SWU Graduation, May 5, 1974

The graduation exercises, 31 years ago, at the institution where I have been working for four decades, were memorable for several reasons. I have a copy of the program--it's the only one I have kept, except the one where I spoke. It shows all of the following, except the first, which is not indicated:

1) First graduation as a regionally accredited institution.
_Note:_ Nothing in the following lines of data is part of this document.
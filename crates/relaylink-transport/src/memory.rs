//! In-process relay backend.
//!
//! [`MemoryHub`] plays the part of the relay service: every
//! [`MemoryRelay`] created from the same hub can reach every other one by
//! [`PeerId`]. Packets sit in per-peer, per-wire-channel FIFO queues until
//! the receiver polls them, which mirrors how a real relay buffers traffic
//! for a non-blocking receive call.
//!
//! Relay-level session behaviour is modelled too:
//! - the first packet from a peer we've never talked to raises
//!   [`RelayEvent::IncomingConnectionRequest`] at the receiver;
//! - closing a peer session (or the whole session) raises
//!   [`RelayEvent::ConnectionClosed`] at the remote side.
//!
//! An optional loss rate drops a fraction of *unreliable* packets, which is
//! handy for exercising code paths that must tolerate loss.

use std::collections::{HashMap, HashSet, VecDeque};
use std::sync::{Arc, Mutex, MutexGuard, PoisonError};

use rand::Rng;
use relaylink_protocol::{PeerId, Reliability, WireChannel};
use tokio::sync::mpsc;

use crate::{InboundPacket, Relay, RelayCloseCode, RelayEvent, TransportError};

/// Socket name reported with incoming connection requests.
const SOCKET_NAME: &str = "memory";

struct Endpoint {
    queues: HashMap<WireChannel, VecDeque<InboundPacket>>,
    events: mpsc::UnboundedSender<RelayEvent>,
    /// Peers we currently have a relay-level session with.
    sessions: HashSet<PeerId>,
}

impl Endpoint {
    fn notify(&self, event: RelayEvent) {
        // The receiver is gone only while the owning session is closing.
        let _ = self.events.send(event);
    }
}

struct HubState {
    endpoints: HashMap<PeerId, Endpoint>,
    loss_rate: f64,
}

/// A shared in-memory relay. Cheap to clone; clones share the same network.
#[derive(Clone)]
pub struct MemoryHub {
    state: Arc<Mutex<HubState>>,
}

impl MemoryHub {
    /// Creates a lossless hub.
    pub fn new() -> Self {
        Self::with_loss_rate(0.0)
    }

    /// Creates a hub that drops `loss_rate` (0.0–1.0) of unreliable packets.
    pub fn with_loss_rate(loss_rate: f64) -> Self {
        Self {
            state: Arc::new(Mutex::new(HubState {
                endpoints: HashMap::new(),
                loss_rate: loss_rate.clamp(0.0, 1.0),
            })),
        }
    }

    fn lock(&self) -> MutexGuard<'_, HubState> {
        self.state.lock().unwrap_or_else(PoisonError::into_inner)
    }

    /// Creates a relay handle attached to this hub. It has no identity
    /// until its session is opened.
    pub fn relay(&self) -> MemoryRelay {
        MemoryRelay {
            hub: self.clone(),
            local: Mutex::new(None),
        }
    }

    /// Returns `true` if a session is open for `peer`.
    pub fn is_online(&self, peer: PeerId) -> bool {
        self.lock().endpoints.contains_key(&peer)
    }

    /// Number of packets waiting for `peer` on `wire`.
    pub fn queued(&self, peer: PeerId, wire: WireChannel) -> usize {
        self.lock()
            .endpoints
            .get(&peer)
            .and_then(|ep| ep.queues.get(&wire))
            .map_or(0, VecDeque::len)
    }

    /// Places a raw packet in `to`'s queue as if `from` had sent it,
    /// bypassing loss and session bookkeeping. Returns `false` if `to` is
    /// offline.
    pub fn inject(
        &self,
        from: PeerId,
        to: PeerId,
        wire: WireChannel,
        payload: &[u8],
    ) -> bool {
        let mut state = self.lock();
        let Some(endpoint) = state.endpoints.get_mut(&to) else {
            return false;
        };
        endpoint.queues.entry(wire).or_default().push_back(InboundPacket {
            peer: from,
            wire,
            payload: payload.to_vec(),
        });
        true
    }
}

impl Default for MemoryHub {
    fn default() -> Self {
        Self::new()
    }
}

/// One participant on a [`MemoryHub`].
pub struct MemoryRelay {
    hub: MemoryHub,
    local: Mutex<Option<PeerId>>,
}

impl MemoryRelay {
    fn local(&self) -> Option<PeerId> {
        *self.local.lock().unwrap_or_else(PoisonError::into_inner)
    }
}

impl Relay for MemoryRelay {
    fn open_session(
        &self,
        local_id: PeerId,
    ) -> Result<mpsc::UnboundedReceiver<RelayEvent>, TransportError> {
        let mut local = self.local.lock().unwrap_or_else(PoisonError::into_inner);
        let mut state = self.hub.lock();
        if local.is_some() || state.endpoints.contains_key(&local_id) {
            return Err(TransportError::AlreadyOpen);
        }

        let (tx, rx) = mpsc::unbounded_channel();
        state.endpoints.insert(
            local_id,
            Endpoint {
                queues: HashMap::new(),
                events: tx,
                sessions: HashSet::new(),
            },
        );
        *local = Some(local_id);
        tracing::debug!(%local_id, "memory relay endpoint registered");
        Ok(rx)
    }

    fn close_session(&self) {
        let mut local = self.local.lock().unwrap_or_else(PoisonError::into_inner);
        let Some(local_id) = local.take() else {
            return;
        };
        let mut state = self.hub.lock();
        let Some(endpoint) = state.endpoints.remove(&local_id) else {
            return;
        };
        for peer in endpoint.sessions {
            if let Some(remote) = state.endpoints.get_mut(&peer) {
                if remote.sessions.remove(&local_id) {
                    remote.notify(RelayEvent::ConnectionClosed {
                        peer: local_id,
                        code: RelayCloseCode::ClosedByPeer,
                    });
                }
            }
        }
        tracing::debug!(%local_id, "memory relay endpoint removed");
    }

    fn send_packet(
        &self,
        peer: PeerId,
        wire: WireChannel,
        reliability: Reliability,
        payload: &[u8],
    ) -> Result<(), TransportError> {
        let local_id = self.local().ok_or(TransportError::NotOpen)?;
        let mut state = self.hub.lock();

        if !state.endpoints.contains_key(&peer) {
            return Err(TransportError::SendFailed {
                peer,
                reason: "peer is not online".into(),
            });
        }

        if let Some(me) = state.endpoints.get_mut(&local_id) {
            me.sessions.insert(peer);
        }

        let lost = !reliability.is_reliable()
            && state.loss_rate > 0.0
            && rand::rng().random_bool(state.loss_rate);

        let Some(remote) = state.endpoints.get_mut(&peer) else {
            return Ok(());
        };
        if remote.sessions.insert(local_id) {
            remote.notify(RelayEvent::IncomingConnectionRequest {
                peer: local_id,
                socket_name: SOCKET_NAME.to_string(),
            });
        }
        if lost {
            tracing::trace!(from = %local_id, to = %peer, %wire, "simulated packet loss");
            return Ok(());
        }
        remote.queues.entry(wire).or_default().push_back(InboundPacket {
            peer: local_id,
            wire,
            payload: payload.to_vec(),
        });
        Ok(())
    }

    fn try_receive(
        &self,
        wire: WireChannel,
    ) -> Result<Option<InboundPacket>, TransportError> {
        let local_id = self.local().ok_or(TransportError::NotOpen)?;
        let mut state = self.hub.lock();
        let endpoint = state
            .endpoints
            .get_mut(&local_id)
            .ok_or(TransportError::NotOpen)?;
        Ok(endpoint.queues.get_mut(&wire).and_then(VecDeque::pop_front))
    }

    fn accept_peer(&self, peer: PeerId) -> Result<(), TransportError> {
        let local_id = self.local().ok_or(TransportError::NotOpen)?;
        let mut state = self.hub.lock();
        if let Some(me) = state.endpoints.get_mut(&local_id) {
            me.sessions.insert(peer);
        }
        Ok(())
    }

    fn close_peer(&self, peer: PeerId) {
        let Some(local_id) = self.local() else {
            return;
        };
        let mut state = self.hub.lock();
        if let Some(me) = state.endpoints.get_mut(&local_id) {
            me.sessions.remove(&peer);
            // Anything still buffered from that peer is stale now.
            for queue in me.queues.values_mut() {
                queue.retain(|packet| packet.peer != peer);
            }
        }
        if let Some(remote) = state.endpoints.get_mut(&peer) {
            if remote.sessions.remove(&local_id) {
                remote.notify(RelayEvent::ConnectionClosed {
                    peer: local_id,
                    code: RelayCloseCode::ClosedByPeer,
                });
            }
        }
    }
}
2) First graduation class which included African-Americans. There were two of them. One of these, a biology major I knew well, had several firsts to his name:
first African-American admitted and entering (Not the first black--there was an African student before him)
being on our first intercollegiate athletic team, men's basketball, in our initial year of competition, as a freshman
being on the men's soccer team, in our initial year of competition, as a senior--he had gotten kicked off the basketball team, as I understand it, for growing a beard (How things have changed!)
first African-American graduating--he was afraid that the other person, whose name came before his in the alphabet, would be the first, but the graduates were in order of major, then name, and biology came before English

He went on to teach high school for a year, to work for a utility company in a technical capacity, and, eventually, to obtain a Master's degree in science from a state university. I was happy to have him speak to a class once when he came back for a visit, and he did a good job. Talked about some things I didn't know.

This individual was a remarkable young man. He had graduated from the last all African-American high school in the state. He lived with his grandparents, who could not read or write, and signed his own school documents for them. He did get some scholarships, but also worked, cleaning a bank, and probably on other local jobs, as a way to pay for his education. I have lost track of him, and I suspect that he has died.

3) First African-American graduation speaker

4) One of the two marshals was a quadriplegic

There were 81 graduates, and five of these graduated with honors. I expect about 30% of our graduates this year will graduate with honors. Grades have, indeed, inflated in 31 years.

A new reader pointed out that I have been posting memories. So I have, recently. I expect to get back to the present and the future soon. May not post for a day or two. We have family with us!